The show still tries to cover a broad range of cases, from murder to the paranormal. New episodes feature questions about the cause of death of a man found at a Baltimore hotel in 2006; the disappearance of a man whose wife and four children were found murdered at their home in France in 2011; and a reported UFO sighting in Massachusetts in 1969.

So far, Meurer says “Mysteries” has received three tips it passed on to the FBI related to the death of Alonzo Brooks, whose body was found a month after he disappeared following a party in rural Kansas in 2004. Tips also came in relating to the cause of death of Rey Rivera, whom Baltimore police said died of suicide, and the disappearance of Lena Chapin, who was supposed to testify against her mother in her stepfather’s death.
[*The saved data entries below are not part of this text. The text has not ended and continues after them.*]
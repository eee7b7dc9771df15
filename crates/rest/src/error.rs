//! Error types for the REST adapter.
//!
//! # Status Mapping
//!
//! Non-success responses are mapped to typed errors by
//! [`AdapterError::from_status`]:
//!
//! | HTTP Status | Error |
//! |-------------|-------|
//! | 3xx | `Redirection` |
//! | 400 | `BadRequest` |
//! | 401 | `Unauthorized` |
//! | 403 | `Forbidden` |
//! | 404 | `NotFound` |
//! | 405 | `MethodNotAllowed` |
//! | 409 | `Conflict` |
//! | 422 | `ResourceInvalid` |
//! | other 4xx | `ClientError` |
//! | 5xx | `Server` |
//! | anything else | `UnexpectedStatus` |

// Error enum variant fields are self-documenting via their #[error(...)] messages
#![allow(missing_docs)]

use http::StatusCode;
use thiserror::Error;

/// The primary error type for adapter operations.
#[derive(Error, Debug)]
pub enum AdapterError {
    /// A query predicate or ordering is not valid for the model.
    #[error("invalid query for {resource}: {message}")]
    InvalidQuery { resource: String, message: String },

    /// A record does not conform to the model.
    #[error("invalid record for {resource}: {message}")]
    InvalidRecord { resource: String, message: String },

    /// The endpoint URI could not be used.
    #[error("invalid endpoint: {message}")]
    InvalidEndpoint { message: String },

    /// The server redirected the request.
    #[error("redirected with status {status}{}", .location.as_deref().map(|l| format!(" to {}", l)).unwrap_or_default())]
    Redirection {
        status: u16,
        location: Option<String>,
    },

    #[error("bad request: {message}")]
    BadRequest { message: String },

    #[error("unauthorized")]
    Unauthorized,

    #[error("forbidden")]
    Forbidden,

    /// The resource or collection does not exist (HTTP 404).
    #[error("resource not found")]
    NotFound,

    #[error("method not allowed{}", .allow.as_deref().map(|a| format!(" (allowed: {})", a)).unwrap_or_default())]
    MethodNotAllowed { allow: Option<String> },

    /// The request conflicts with the current state of the resource (HTTP 409).
    #[error("conflict: {message}")]
    Conflict { message: String },

    /// The server rejected the record (HTTP 422).
    #[error("resource invalid: {}", .errors.join(", "))]
    ResourceInvalid { errors: Vec<String> },

    #[error("client error {status}: {message}")]
    ClientError { status: u16, message: String },

    /// The server failed to handle the request (HTTP 5xx).
    #[error("server error {status}: {message}")]
    Server { status: u16, message: String },

    #[error("unexpected response status {status}")]
    UnexpectedStatus { status: u16 },

    /// The response body exceeded the configured limit.
    #[error("response body of {size} bytes exceeds limit of {limit} bytes")]
    ResponseTooLarge { size: usize, limit: usize },

    /// The body could not be encoded or decoded.
    #[error(transparent)]
    Format(#[from] FormatError),

    /// The transport failed before a response was received.
    #[error(transparent)]
    Transport(#[from] TransportError),

    /// A request could not be assembled.
    #[error("failed to build request: {0}")]
    Request(#[from] http::Error),
}

impl AdapterError {
    /// Maps a non-success status to its typed error.
    ///
    /// `message` is the decoded response body text and `errors` the messages
    /// extracted from it, used for the variants that carry details.
    /// Returns `None` for 2xx statuses.
    pub fn from_status(
        status: StatusCode,
        location: Option<String>,
        allow: Option<String>,
        message: String,
        errors: Vec<String>,
    ) -> Option<Self> {
        let code = status.as_u16();
        let err = match code {
            200..=299 => return None,
            300..=399 => AdapterError::Redirection {
                status: code,
                location,
            },
            400 => AdapterError::BadRequest { message },
            401 => AdapterError::Unauthorized,
            403 => AdapterError::Forbidden,
            404 => AdapterError::NotFound,
            405 => AdapterError::MethodNotAllowed { allow },
            409 => AdapterError::Conflict { message },
            422 => AdapterError::ResourceInvalid {
                errors: if errors.is_empty() && !message.is_empty() {
                    vec![message]
                } else {
                    errors
                },
            },
            401..=499 => AdapterError::ClientError {
                status: code,
                message,
            },
            500..=599 => AdapterError::Server {
                status: code,
                message,
            },
            _ => AdapterError::UnexpectedStatus { status: code },
        };
        Some(err)
    }

    /// Returns true for [`AdapterError::NotFound`].
    pub fn is_not_found(&self) -> bool {
        matches!(self, AdapterError::NotFound)
    }

    /// Returns the HTTP status the error was mapped from, if any.
    pub fn status(&self) -> Option<u16> {
        match self {
            AdapterError::Redirection { status, .. }
            | AdapterError::ClientError { status, .. }
            | AdapterError::Server { status, .. }
            | AdapterError::UnexpectedStatus { status } => Some(*status),
            AdapterError::BadRequest { .. } => Some(400),
            AdapterError::Unauthorized => Some(401),
            AdapterError::Forbidden => Some(403),
            AdapterError::NotFound => Some(404),
            AdapterError::MethodNotAllowed { .. } => Some(405),
            AdapterError::Conflict { .. } => Some(409),
            AdapterError::ResourceInvalid { .. } => Some(422),
            _ => None,
        }
    }
}

/// Errors encoding or decoding record bodies.
#[derive(Error, Debug)]
pub enum FormatError {
    #[error("JSON error: {0}")]
    Json(#[from] serde_json::Error),

    #[error("XML error: {0}")]
    Xml(String),

    /// A field value could not be read as the declared kind.
    #[error("field '{field}': {message}")]
    InvalidValue { field: String, message: String },

    /// The document is not a record or a collection of records.
    #[error("unexpected document shape: {0}")]
    UnexpectedShape(String),

    /// Floats such as NaN have no JSON representation.
    #[error("field '{field}' holds a non-finite float")]
    NonFiniteFloat { field: String },
}

/// Errors raised by a [`Transport`](crate::transport::Transport).
#[derive(Error, Debug)]
pub enum TransportError {
    #[error("connection failed: {0}")]
    Connect(String),

    #[error("request timed out after {0}s")]
    Timeout(u64),

    #[error("response body of at least {size} bytes exceeds limit of {limit} bytes")]
    BodyTooLarge { size: usize, limit: usize },

    #[error("transport error: {0}")]
    Other(String),
}

/// Errors in resource model definitions.
#[derive(Error, Debug)]
pub enum ModelError {
    #[error("invalid resource name: '{name}'")]
    InvalidName { name: String },

    #[error("invalid field name '{field}' on {model}")]
    InvalidField { model: String, field: String },

    #[error("duplicate field '{field}' on {model}")]
    DuplicateField { model: String, field: String },

    #[error("key field '{key}' is not declared on {model}")]
    MissingKey { model: String, key: String },
}

/// Result type alias for adapter operations.
pub type AdapterResult<T> = Result<T, AdapterError>;

#[cfg(test)]
mod tests {
    use super::*;

    fn map(status: u16) -> Option<AdapterError> {
        AdapterError::from_status(
            StatusCode::from_u16(status).unwrap(),
            None,
            None,
            "body".to_string(),
            Vec::new(),
        )
    }

    #[test]
    fn test_success_maps_to_none() {
        assert!(map(200).is_none());
        assert!(map(201).is_none());
        assert!(map(204).is_none());
    }

    #[test]
    fn test_status_mapping() {
        assert!(matches!(map(404), Some(AdapterError::NotFound)));
        assert!(matches!(map(409), Some(AdapterError::Conflict { .. })));
        assert!(matches!(
            map(500),
            Some(AdapterError::Server { status: 500, .. })
        ));
        assert!(matches!(
            map(503),
            Some(AdapterError::Server { status: 503, .. })
        ));
        assert!(matches!(map(401), Some(AdapterError::Unauthorized)));
        assert!(matches!(map(403), Some(AdapterError::Forbidden)));
        assert!(matches!(
            map(418),
            Some(AdapterError::ClientError { status: 418, .. })
        ));
        assert!(matches!(
            map(302),
            Some(AdapterError::Redirection { status: 302, .. })
        ));
        assert!(matches!(
            map(101),
            Some(AdapterError::UnexpectedStatus { status: 101 })
        ));
    }

    #[test]
    fn test_resource_invalid_falls_back_to_body() {
        match map(422) {
            Some(AdapterError::ResourceInvalid { errors }) => {
                assert_eq!(errors, vec!["body".to_string()])
            }
            other => panic!("unexpected: {:?}", other),
        }
    }

    #[test]
    fn test_display() {
        let err = AdapterError::Redirection {
            status: 301,
            location: Some("http://elsewhere/books.xml".to_string()),
        };
        assert_eq!(
            err.to_string(),
            "redirected with status 301 to http://elsewhere/books.xml"
        );
        assert_eq!(AdapterError::NotFound.status(), Some(404));
        assert!(AdapterError::NotFound.is_not_found());
    }
}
The new “Mysteries” episodes rely more on interviews with family members and other interested parties and documentary footage, skipping the original’s actor reenactments that many viewers found cheesy but nevertheless loved. (They also were the place for early sightings of Matthew McConaughey, Daniel Dae Kim and a youthful Taran Killam.)

“We didn’t want to just produce the same show (from) 20 years ago. We wanted it to be fresh and feel contemporary,” Meurer says.

“Mysteries” has had to adapt to dramatic advances in technology since the show’s last original season in 2002. The missing-persons category has diminished in an age of widespread DNA analysis, Meurer says.

“We don’t have nearly as many ‘lost-love’ story submissions as we did, because people can find people (now) with Ancestry.com, 23andMe and the Internet,” she says. “We don’t have as many UFO stories, because (with) cellphones, you figure if somebody saw (a UFO) a lot of people would be recording it, not just one person.”

Meurer hasn’t heard anything yet from Netflix about making more episodes, but she’d like to continue and expects viewers will suggest stories.

“We would love to do more,” she says. “There are a lot of mysteries out there that need to be solved.”